I decided to go for a pair of monoblock – i.e., single-channel – amplifiers, one for each channel. You can of course save space with a stereo power amp, but I figured as long as I was going to do this, there was no point in farting around. After a certain amount of shopping around, I chose the interestingly-named American company Schiit Audio, highly regarded for making top-quality stuff without cardiac occlusion-inducing prices. They don't sell in fancy boutique stores (direct sales model instead) and they don't put stuff into their products you probably don't need. And they make it all right here in good ol' Amurica. (The company's name exemplifies their robust sense of humor, since it actually comes from somebody saying "so what's all that shit that you're making?")
They name their products after characters from Norse mythology, so I bought myself a pair of their top-of-the-line Tyr monoblocks. They're old-school amps, built like tanks, with massive power transformers and big tranducer thingamabobs. Getting those suckers into audio rack took some doing given that they're 50 pounds or so apiece.

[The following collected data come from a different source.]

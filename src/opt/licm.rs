//! Loop-invariant code motion (§4.5). Operates on a whole [`Module`]
//! because pre-header insertion needs a module-unique block id.

use std::collections::{HashMap, HashSet};

use crate::ir::{Block, BlockId, Def, Function, InstId, Module, Terminator, Value};

pub(crate) fn find_back_edges(func: &Function) -> Vec<(BlockId, BlockId)> {
    let mut edges = Vec::new();
    for &b in &func.rpo {
        for s in func.block(b).term.successors() {
            if func.block(s).dominates.contains(&b) {
                edges.push((b, s));
            }
        }
    }
    edges
}

/// Blocks from which `tail` is reachable without leaving `head`'s
/// dominator region, plus `head` itself.
pub(crate) fn loop_body(func: &Function, head: BlockId, tail: BlockId) -> HashSet<BlockId> {
    let mut body = HashSet::new();
    body.insert(head);
    let mut stack = vec![tail];
    while let Some(b) = stack.pop() {
        if !body.insert(b) {
            continue;
        }
        if b == head {
            continue;
        }
        for &p in &func.block(b).preds {
            if func.block(head).dominates.contains(&p) {
                stack.push(p);
            }
        }
    }
    body
}

fn find_invariants(func: &Function, body: &HashSet<BlockId>) -> Vec<InstId> {
    let body_order: Vec<BlockId> = func
        .blocks_in_order()
        .into_iter()
        .filter(|b| body.contains(b))
        .collect();
    let mut inst_in_body: HashSet<InstId> = HashSet::new();
    for &b in &body_order {
        inst_in_body.extend(func.block(b).insts.iter().copied());
    }

    let mut invariant: HashSet<InstId> = HashSet::new();
    let mut changed = true;
    while changed {
        changed = false;
        for &b in &body_order {
            for &inst_id in &func.block(b).insts {
                if invariant.contains(&inst_id) {
                    continue;
                }
                let inst = func.inst(inst_id);
                if inst.dst.is_none() {
                    continue;
                }
                if inst.opcode.is_side_effecting_or_pinned()
                    || inst.opcode.is_alloc()
                    || inst.opcode.is_compare()
                {
                    continue;
                }
                let mut ok = true;
                for arg in inst.operands() {
                    let Value::Temp(t) = arg else { continue };
                    let Some(meta) = func.temps.get(&t) else { continue };
                    let in_loop_defs: Vec<_> = meta
                        .defs
                        .iter()
                        .filter(|d| match d {
                            Def::InstDef { inst } => inst_in_body.contains(inst),
                            Def::PhiDef { block, .. } => body.contains(block),
                        })
                        .collect();
                    match in_loop_defs.as_slice() {
                        [] => {}
                        [Def::InstDef { inst: def_inst }] => {
                            if !invariant.contains(def_inst) {
                                ok = false;
                                break;
                            }
                        }
                        _ => {
                            ok = false;
                            break;
                        }
                    }
                }
                if ok {
                    invariant.insert(inst_id);
                    changed = true;
                }
            }
        }
    }

    body_order
        .iter()
        .flat_map(|&b| func.block(b).insts.clone())
        .filter(|id| invariant.contains(id))
        .collect()
}

fn redirect_to(func: &mut Function, referrer: BlockId, old: BlockId, new: BlockId) {
    let term = func.block(referrer).term.clone();
    let new_term = match term {
        Terminator::Jump { target } if target == old => Terminator::Jump { target: new },
        Terminator::CondJump {
            cond,
            if_true,
            if_false,
        } => Terminator::CondJump {
            cond,
            if_true: if if_true == old { new } else { if_true },
            if_false: if if_false == old { new } else { if_false },
        },
        other => other,
    };
    func.block_mut(referrer).term = new_term;
}

fn hoist_loop(func: &mut Function, module_fresh_id: BlockId, head: BlockId, tail: BlockId, invariants: &[InstId]) {
    let prev = func.blocks.values().find(|b| b.next == Some(head)).map(|b| b.id);
    let Some(prev) = prev else { return };

    let preheader = module_fresh_id;
    func.insert_block_after(prev, Block::new(preheader, "preheader"));
    func.block_mut(preheader).term = Terminator::Jump { target: head };

    let outside_preds: Vec<BlockId> = func
        .block(head)
        .preds
        .iter()
        .copied()
        .filter(|&p| p != tail)
        .collect();
    for p in &outside_preds {
        redirect_to(func, *p, head, preheader);
    }
    func.block_mut(preheader).preds = outside_preds.clone();

    let phi_ids = func.block(head).phis.clone();
    for phi_id in phi_ids {
        let phi = func.phi_mut(phi_id);
        for (b, _) in phi.args.iter_mut() {
            if outside_preds.contains(b) {
                *b = preheader;
            }
        }
    }
    func.block_mut(head).preds = {
        let mut v: Vec<BlockId> = func
            .block(head)
            .preds
            .iter()
            .copied()
            .filter(|&p| p != head && !outside_preds.contains(&p))
            .collect();
        v.push(preheader);
        v
    };

    for &inst_id in invariants {
        for &b in &func.blocks_in_order() {
            if let Some(pos) = func.block(b).insts.iter().position(|&i| i == inst_id) {
                func.block_mut(b).insts.remove(pos);
                break;
            }
        }
        func.block_mut(preheader).insts.push(inst_id);
    }
}

/// Run LICM over every function in `module` once. Returns whether
/// anything was hoisted.
pub fn run(module: &mut Module) -> bool {
    let mut changed = false;
    for idx in 0..module.functions.len() {
        let back_edges = find_back_edges(&module.functions[idx]);
        for (tail, head) in back_edges {
            if module.functions[idx].block(head).preds.len() > 2 {
                continue;
            }
            let body = loop_body(&module.functions[idx], head, tail);
            let invariants = find_invariants(&module.functions[idx], &body);
            if invariants.is_empty() {
                continue;
            }
            let fresh = module.fresh_block_id();
            hoist_loop(&mut module.functions[idx], fresh, head, tail, &invariants);
            changed = true;
        }
    }
    changed
}

#[cfg(test)]
mod tests {
    use super::*;
    use crate::analysis::{compute_cfg_edges, compute_dominator_tree, compute_rpo};
    use crate::ir::{Instruction, Opcode, PrimType, Value};

    fn loop_fn() -> Function {
        let mut f = Function::new(BlockId(0), false, "f", PrimType::W);
        let entry = f.start;
        let head = f.push_block(Block::new(BlockId(1), "head"));
        let body = f.push_block(Block::new(BlockId(2), "body"));
        let exit = f.push_block(Block::new(BlockId(3), "exit"));

        let a = crate::ir::Context::new().intern_int(1);
        let b = Value::Const(crate::ir::ConstHandle(0));

        f.block_mut(entry).term = Terminator::Jump { target: head };
        f.block_mut(head).term = Terminator::CondJump {
            cond: b,
            if_true: body,
            if_false: exit,
        };

        let k = f.new_temp(PrimType::W);
        let id = f.alloc_inst_id();
        f.insts.insert(id, Instruction::binary(Opcode::Mul, PrimType::W, Some(k), a, b));
        f.block_mut(body).insts.push(id);
        f.block_mut(body).term = Terminator::Jump { target: head };
        f.block_mut(exit).term = Terminator::Return { value: None };

        compute_cfg_edges(&mut f);
        compute_rpo(&mut f);
        compute_dominator_tree(&mut f);
        crate::analysis::usedef::fill_uses(&mut f);
        f
    }

    #[test]
    fn invariant_multiply_is_hoisted_to_fresh_preheader() {
        let mut module = Module::new();
        module.functions.push(loop_fn());
        let changed = run(&mut module);
        assert!(changed);
        let f = &module.functions[0];
        let head = BlockId(1);
        let prev = f.blocks.values().find(|bl| bl.next == Some(head)).map(|bl| bl.id);
        assert!(prev.is_some());
        let preheader = f.block(prev.unwrap());
        assert_eq!(preheader.insts.len(), 1);
        assert_eq!(preheader.term, Terminator::Jump { target: head });
    }
}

A bit of huffing and puffing and I had them in the rack, connected, and ready to roll.
And immediately discovered that my formerly quiet-as-a-mouse sound system was now pestered with pops and crackles and buzzes. Obviously the new hookup, using the "preamp out" on the Luxman 505u, had coughed up what's known as a ground loop.
It took a while to find it, but it turns out that the culprit was the USB cable that comes out of my computer and travels to the digital-to-analog converter. A little isolation did the trick and the system settled back to its usual non-poppy, non-crackly, non-buzzy self.

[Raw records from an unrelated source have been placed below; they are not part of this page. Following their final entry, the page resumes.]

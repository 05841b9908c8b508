//! Simple dead-code elimination (§4.4): two-phase mark-and-sweep.
//!
//! Invalidates use-def lists; re-run [`crate::analysis::fill_uses`]
//! afterward if a later pass depends on them.

use std::collections::{HashSet, VecDeque};

use crate::ir::{Function, InstId, Opcode, PhiId, Value};

/// Mark every reachable instruction/phi starting from the always-alive
/// set (stores, calls, `par`, `arg`, and conditional/return terminator
/// arguments), then remove everything unmarked.
///
/// Returns whether anything was removed.
pub fn run(func: &mut Function) -> bool {
    let mut alive_insts: HashSet<InstId> = HashSet::new();
    let mut alive_phis: HashSet<PhiId> = HashSet::new();
    let mut worklist: VecDeque<Value> = VecDeque::new();

    for block_id in func.blocks_in_order() {
        let block = func.block(block_id);
        for &inst_id in &block.insts {
            let inst = func.inst(inst_id);
            if inst.opcode.is_side_effecting_or_pinned() {
                alive_insts.insert(inst_id);
                for arg in inst.operands() {
                    worklist.push_back(arg);
                }
            }
        }
        match &block.term {
            crate::ir::Terminator::CondJump { cond, .. } => worklist.push_back(*cond),
            crate::ir::Terminator::Return { value: Some(v) } => worklist.push_back(*v),
            _ => {}
        }
    }

    while let Some(v) = worklist.pop_front() {
        let Value::Temp(t) = v else { continue };
        let Some(meta) = func.temps.get(&t) else { continue };
        for def in meta.defs.clone() {
            match def {
                crate::ir::value::Def::InstDef { inst } => {
                    if alive_insts.insert(inst) {
                        for arg in func.inst(inst).operands() {
                            worklist.push_back(arg);
                        }
                    }
                }
                crate::ir::value::Def::PhiDef { phi, .. } => {
                    if alive_phis.insert(phi) {
                        for (_, arg) in func.phi(phi).args.clone() {
                            worklist.push_back(arg);
                        }
                    }
                }
            }
        }
    }

    let mut changed = false;
    for block_id in func.blocks_in_order() {
        let keep_phis: Vec<_> = func
            .block(block_id)
            .phis
            .iter()
            .copied()
            .filter(|id| alive_phis.contains(id))
            .collect();
        if keep_phis.len() != func.block(block_id).phis.len() {
            changed = true;
        }
        func.block_mut(block_id).phis = keep_phis;

        let keep_insts: Vec<_> = func
            .block(block_id)
            .insts
            .iter()
            .copied()
            .filter(|id| alive_insts.contains(id))
            .collect();
        if keep_insts.len() != func.block(block_id).insts.len() {
            changed = true;
        }
        func.block_mut(block_id).insts = keep_insts;
    }
    changed
}

#[cfg(test)]
mod tests {
    use super::*;
    use crate::ir::{BlockId, Instruction, PrimType};

    #[test]
    fn dead_computation_is_removed_but_store_survives() {
        let mut f = Function::new(BlockId(0), false, "f", PrimType::W);
        let start = f.start;
        let dead = f.new_temp(PrimType::W);
        let zero = Value::Const(crate::ir::ConstHandle(0));
        let dead_id = f.alloc_inst_id();
        f.insts
            .insert(dead_id, Instruction::unary(Opcode::Copy, PrimType::W, Some(dead), zero));
        f.block_mut(start).insts.push(dead_id);

        let ptr = f.new_temp(PrimType::L);
        let store_id = f.alloc_inst_id();
        f.insts.insert(
            store_id,
            Instruction::binary(Opcode::StoreW, PrimType::W, None, Value::Temp(ptr), zero),
        );
        f.block_mut(start).insts.push(store_id);

        crate::analysis::usedef::fill_uses(&mut f);
        let changed = run(&mut f);
        assert!(changed);
        assert_eq!(f.block(start).insts, vec![store_id]);
    }
}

The Tyr monoblocks have definitely provided the missing grunt, at double the rated output power of the Luxman integrated. I'm hearing more detail and better-defined bass. The soundstage is big and wide, depth is excellent. Me happy.
But I'm not yet quite cured of the upgrade bug. The power amplification stage of the Luxman 505u integrated amp isn't needed any more since I handed off the speaker amplification duties to the Tyr monoblocks. So I re-visited Schiit Audio's nifty web-based storefront and bought their best preamplifier, the Kara F. That's coming in a few days and once it's in place, and provided I'm pleased with it, I'll retire the Luxman, which has served me faithfully and well since I bought it as a sharply discounted floor model at Music Lovers Audio in San Francisco.
My upstairs walk-in closet in which I keep retired audio and computer equipment is getting pretty full. It's going to be time to sell some of my old stuff pretty soon. But not right away. You just never know when you might want to resuscitate something, as I did not long ago when I used a retired phono amp and a pair of powered speakers to set up a 78 RPM turntable station in a side bedroom.
And, yes, I know how geeky it sounds to have a 78 RPM turntable station in a side bedroom. But no $20K power cords.